Since my most recent trip to Japan in November, I’ve fixated on baking my own anpan. Anpan is deeply nostalgic - it has existed in Japan since at least 1874 (which makes it not much younger than classics like the Viennese Sachertorte) and was first served to the Emperor Meiji (post the days of isolation) by the Kimuraya1 bakery (which continues to draw enormous crowds in Tokyo). Formulaically, it is also similar to any of the other classic Japanese sweets in which red bean paste is enrobed by a pillowy carbohydrate.
It is a simple treat, but inspired a beloved children’s cartoon called Anpanman (launched in 1973 and still the favorite character of Japan’s toddlers). Anpanman is a super hero with an anpan for a head, and shares pieces of his head to the hungry as part of his missions. Perhaps a little dark to think of as an adult, but the writer, Takashi Yanase, is said to have dreamed of anpan when was starving through food shortages during WWII.
So cute! many bakers shape their anpan like the character
As much as New York explodes with sushi and ramen, anpan is very absent in discussions of Japanese food - Japanese bakeries overall are rare in New York - and anpan is not exactly flashy. It is however, a perfect snack (the beans are satiating) and will, I suspect, give an excellent boost on a ski lift.
Although recently in Paris somewhere in Montmartre I stumbled upon a yomogi anpan (and a melon pan).
Proof.
I realized as I am typing that any of the Korean and Chinese bakeries that exist in abundance likely sell these buns and have confirmed this just now on the Tous les Jours website.
So fine, perhaps it is very possible in New York to find an anpan off the bakery shelf, but it is rare to find a bun in New York that is as generously filled as the breads sold as I would like.

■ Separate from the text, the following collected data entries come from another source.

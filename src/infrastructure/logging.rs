use tracing::Level;
use tracing_subscriber::{
    fmt, layer::SubscriberExt, util::SubscriberInitExt, EnvFilter,
};

/// Logging configuration
#[derive(Debug, Clone)]
pub struct LoggingConfig {
    pub level: Level,
    pub format: LogFormat,
    pub filter: Option<String>,
}

impl Default for LoggingConfig {
    fn default() -> Self {
        Self {
            level: Level::INFO,
            format: LogFormat::Pretty,
            filter: None,
        }
    }
}

/// Log output format
#[derive(Debug, Clone)]
pub enum LogFormat {
    Pretty,
    Compact,
    Json,
}

/// Set up the global tracing subscriber.
///
/// An explicit filter wins over the environment; otherwise `RUST_LOG` is
/// honored with the crate target defaulted to the configured level.
pub fn setup_logging(config: LoggingConfig) -> anyhow::Result<()> {
    let env_filter = if let Some(filter) = &config.filter {
        EnvFilter::try_new(filter)?
    } else {
        EnvFilter::from_default_env()
            .add_directive(format!("userfeed={}", config.level).parse()?)
    };

    let registry = tracing_subscriber::registry().with(env_filter);

    match config.format {
        LogFormat::Pretty => registry.with(fmt::layer()).try_init()?,
        LogFormat::Compact => registry.with(fmt::layer().compact()).try_init()?,
        LogFormat::Json => registry.with(fmt::layer().json()).try_init()?,
    }

    Ok(())
}
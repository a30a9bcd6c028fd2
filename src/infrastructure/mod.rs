pub mod config;
pub mod error;
pub mod logging;

pub use config::AppConfig;
pub use error::PipelineError;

And who doesn’t like a hands-on project for a quiet winter weekend? If I am not skiing, I am hibernating, and maybe you are too. While not perfect, I am inching closer to a form of anpan that I like, and while it still falls far short of the perfection of the breads in Nara (largely because of my execution), I am documenting it here.
Up next: shiopan (salt bread).
ANPAN RECIPE*
The recipe is from Channel Uribo - I double the recipe and use a little bit of whole wheat flour.

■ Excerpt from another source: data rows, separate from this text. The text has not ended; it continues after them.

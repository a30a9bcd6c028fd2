use serde::{Deserialize, Serialize};
use thiserror::Error;

use crate::infrastructure::error::PipelineError;

/// Upper bound on pages requested in one parallel load
pub const MAX_PAGES: u32 = 5;

/// A user record produced by the synthetic data source.
///
/// Identity is `id`; the remaining fields are display data and carry no
/// guarantees. Records are immutable once received. `age` and `email` default
/// when absent so that sparse stream records still deserialize once the
/// identity fields pass validation.
#[derive(Debug, Clone, PartialEq, Serialize, Deserialize)]
pub struct User {
    pub id: u64,
    pub name: String,
    #[serde(default)]
    pub age: u32,
    #[serde(default)]
    pub email: String,
}

/// Caller-adjustable bounds for how much data is requested
#[derive(Debug, Clone, Copy, Serialize, Deserialize)]
pub struct DataSettings {
    pub pages_to_fetch: u32,
    pub stream_limit: usize,
}

impl Default for DataSettings {
    fn default() -> Self {
        Self {
            pages_to_fetch: 3,
            stream_limit: 10,
        }
    }
}

impl DataSettings {
    pub fn validate(&self) -> Result<(), PipelineError> {
        if self.pages_to_fetch == 0 || self.pages_to_fetch > MAX_PAGES {
            return Err(PipelineError::configuration(format!(
                "pages_to_fetch must be between 1 and {}, got {}",
                MAX_PAGES, self.pages_to_fetch
            )));
        }
        if self.stream_limit == 0 {
            return Err(PipelineError::configuration(
                "stream_limit must be at least 1",
            ));
        }
        Ok(())
    }
}

/// Why a stream record was rejected
#[derive(Error, Debug, Clone, PartialEq, Serialize, Deserialize)]
pub enum RecordRejection {
    #[error("malformed JSON: {0}")]
    Malformed(String),

    #[error("missing or zero id field")]
    MissingId,

    #[error("missing or empty name field")]
    MissingName,
}

/// Parse one newline-delimited stream line into a validated record.
///
/// A record must carry a non-zero `id` and a non-empty `name`; anything else
/// is reported with a typed rejection reason instead of a generic error.
pub fn parse_stream_record(line: &str) -> Result<User, RecordRejection> {
    let value: serde_json::Value =
        serde_json::from_str(line).map_err(|e| RecordRejection::Malformed(e.to_string()))?;

    match value.get("id").and_then(serde_json::Value::as_u64) {
        Some(id) if id > 0 => {}
        _ => return Err(RecordRejection::MissingId),
    }
    match value.get("name").and_then(serde_json::Value::as_str) {
        Some(name) if !name.trim().is_empty() => {}
        _ => return Err(RecordRejection::MissingName),
    }

    serde_json::from_value(value).map_err(|e| RecordRejection::Malformed(e.to_string()))
}

#[cfg(test)]
mod tests {
    use super::*;

    #[test]
    fn test_parse_valid_record() {
        let user = parse_stream_record(
            r#"{"id":7,"name":"Grace","age":30,"email":"grace7@example.com"}"#,
        )
        .unwrap();
        assert_eq!(user.id, 7);
        assert_eq!(user.name, "Grace");
        assert_eq!(user.age, 30);
    }

    #[test]
    fn test_parse_sparse_record_defaults_optional_fields() {
        let user = parse_stream_record(r#"{"id":3,"name":"Bob"}"#).unwrap();
        assert_eq!(user.age, 0);
        assert_eq!(user.email, "");
    }

    #[test]
    fn test_parse_malformed_line() {
        let err = parse_stream_record("{bad json").unwrap_err();
        assert!(matches!(err, RecordRejection::Malformed(_)));
    }

    #[test]
    fn test_parse_rejects_missing_or_zero_id() {
        assert_eq!(
            parse_stream_record(r#"{"name":"NoId"}"#).unwrap_err(),
            RecordRejection::MissingId
        );
        assert_eq!(
            parse_stream_record(r#"{"id":0,"name":"ZeroId"}"#).unwrap_err(),
            RecordRejection::MissingId
        );
    }

    #[test]
    fn test_parse_rejects_empty_name() {
        assert_eq!(
            parse_stream_record(r#"{"id":5,"name":""}"#).unwrap_err(),
            RecordRejection::MissingName
        );
        assert_eq!(
            parse_stream_record(r#"{"id":5}"#).unwrap_err(),
            RecordRejection::MissingName
        );
    }

    #[test]
    fn test_settings_bounds() {
        assert!(DataSettings::default().validate().is_ok());

        let too_many = DataSettings {
            pages_to_fetch: MAX_PAGES + 1,
            ..Default::default()
        };
        assert!(too_many.validate().is_err());

        let zero_limit = DataSettings {
            stream_limit: 0,
            ..Default::default()
        };
        assert!(zero_limit.validate().is_err());
    }
}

YUDANE (the same technique as shokupan - it creates a softer dough)
Bread flour or whole wheat flour 80g
Boiling water 80g
DOUGH
80g water
320g bread flour
1.5 tsp kosher salt
1.5 tsp dry yeast
30g sugar
40g egg (a little under one L egg, I use the remainder to egg wash)
90g milk
30g butter
TO SHAPE
700g anko (red bean paste)2
sesame or poppy seeds
Combine YUDANE ingredients and let sit for at least one hour.
Combine the remaining ingredients (minus the anko) and knead until the dough passes the window pane test (~10 minutes in a stand mixer).

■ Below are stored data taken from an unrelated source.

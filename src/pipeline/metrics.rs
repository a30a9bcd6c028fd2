use std::time::Duration;

use serde::Serialize;

/// Timing measurements for the competing concurrency paths.
///
/// Each field is overwritten independently by the operation that produced it;
/// absent measurements read as zero. The two parallel-fetch timings are kept
/// separate on purpose: they benchmark two aggregation patterns rather than
/// compute a single answer.
#[derive(Debug, Clone, Default)]
pub struct PipelineMetrics {
    pub parallel_all: Duration,
    pub parallel_settled: Duration,
    pub worker_time: Duration,
    pub main_thread_time: Duration,
}

impl PipelineMetrics {
    pub fn report(&self) -> MetricsReport {
        MetricsReport {
            parallel_all_ms: as_millis(self.parallel_all),
            parallel_settled_ms: as_millis(self.parallel_settled),
            worker_time_ms: as_millis(self.worker_time),
            main_thread_time_ms: as_millis(self.main_thread_time),
        }
    }
}

fn as_millis(duration: Duration) -> f64 {
    duration.as_secs_f64() * 1000.0
}

/// Millisecond view of the metrics, for display and JSON output
#[derive(Debug, Clone, Serialize)]
pub struct MetricsReport {
    pub parallel_all_ms: f64,
    pub parallel_settled_ms: f64,
    pub worker_time_ms: f64,
    pub main_thread_time_ms: f64,
}
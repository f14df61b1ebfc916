// self
use crate::{
	_prelude::*,
	obs::{CallKind, CallOutcome},
};

#[cfg(feature = "metrics")] const CALL_TOTAL: &str = "lms_token_client_call_total";
#[cfg(feature = "metrics")] const TOKEN_TTL_SECONDS: &str = "lms_token_client_token_ttl_seconds";

/// Increments `lms_token_client_call_total{call, outcome}` (when enabled).
pub fn record_call_outcome(kind: CallKind, outcome: CallOutcome) {
	#[cfg(feature = "metrics")]
	metrics::counter!(CALL_TOTAL, "call" => kind.as_str(), "outcome" => outcome.as_str())
		.increment(1);
	#[cfg(not(feature = "metrics"))]
	let _ = (kind, outcome);
}

/// Sets `lms_token_client_token_ttl_seconds` to the buffered lifetime of a freshly cached
/// token; zero means the last token was served without being cached.
pub fn record_token_ttl(ttl: Duration) {
	#[cfg(feature = "metrics")]
	metrics::gauge!(TOKEN_TTL_SECONDS).set(ttl.as_seconds_f64().max(0.));
	#[cfg(not(feature = "metrics"))]
	let _ = ttl;
}

#[cfg(test)]
mod tests {
	// self
	use super::*;

	#[test]
	fn recorders_are_safe_without_an_installed_backend() {
		for outcome in [CallOutcome::Attempt, CallOutcome::CacheHit, CallOutcome::Failure] {
			record_call_outcome(CallKind::Token, outcome);
		}

		record_token_ttl(Duration::seconds(3570));
		record_token_ttl(Duration::ZERO);
	}
}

Let rise ~1 hour or until doubled, punch down and divide into 16 pieces. Shape into rounds.
Let rest for 15 minutes.
Meanwhile, form 16 ~45g balls of anko to fill the buns. They will be roughly golf ball size.
Shape the dough (one at a time) into a flat round - you can pat down with your hands, or use a rolling pin. The flatter it is, the more securely you can fit the anko, but if it is too thin the anko WILL explode.
Place anko ball inside the flattened dough and pinch around it to close. Place face down on a baking sheet with parchment paper. Repeat with the remaining dough.
Cover and let rise around 40 minutes, until puffy. Preheat oven to 375.
Egg wash and then (the coolest trick!), take the end of a rolling pin, poke the middle of one of the buns (to adhere egg), dip into poppy or sesame seeds, and then poke the same place on the bun. This leaves a very tidy circle of seeds.
Bake for 15-20 minutes.
I call it a work in progress!
Notably in the description, the version served to the Meiji Emperor was embellished with a sakura blossom from Yoshino, Nara.
To make from scratch, soak 400g azuki beans for several hours. Change water and simmer until soft. Add 200-400g sugar (to taste). I like to use muscovado. Let chill so that it sets.
Most recipes recommend 1:1 (at least) ratio of sugar to azuki, with many going slightly higher on the sugar. I usually measure the sugar with my heart, supplementing with Medjool dates and maple syrup, but had determined that for purposes of anpan, I wanted a classic. Still a little daunted by the quantity of sugar, I limited it to 230g sugar to 400g (dried) azuki beans.
This is an appropriate sweetness for a snack bun, but insufficiently sweet for dessert. When I add water to make zenzai (shiruko outside of Kansai), I add a little sugar with the water.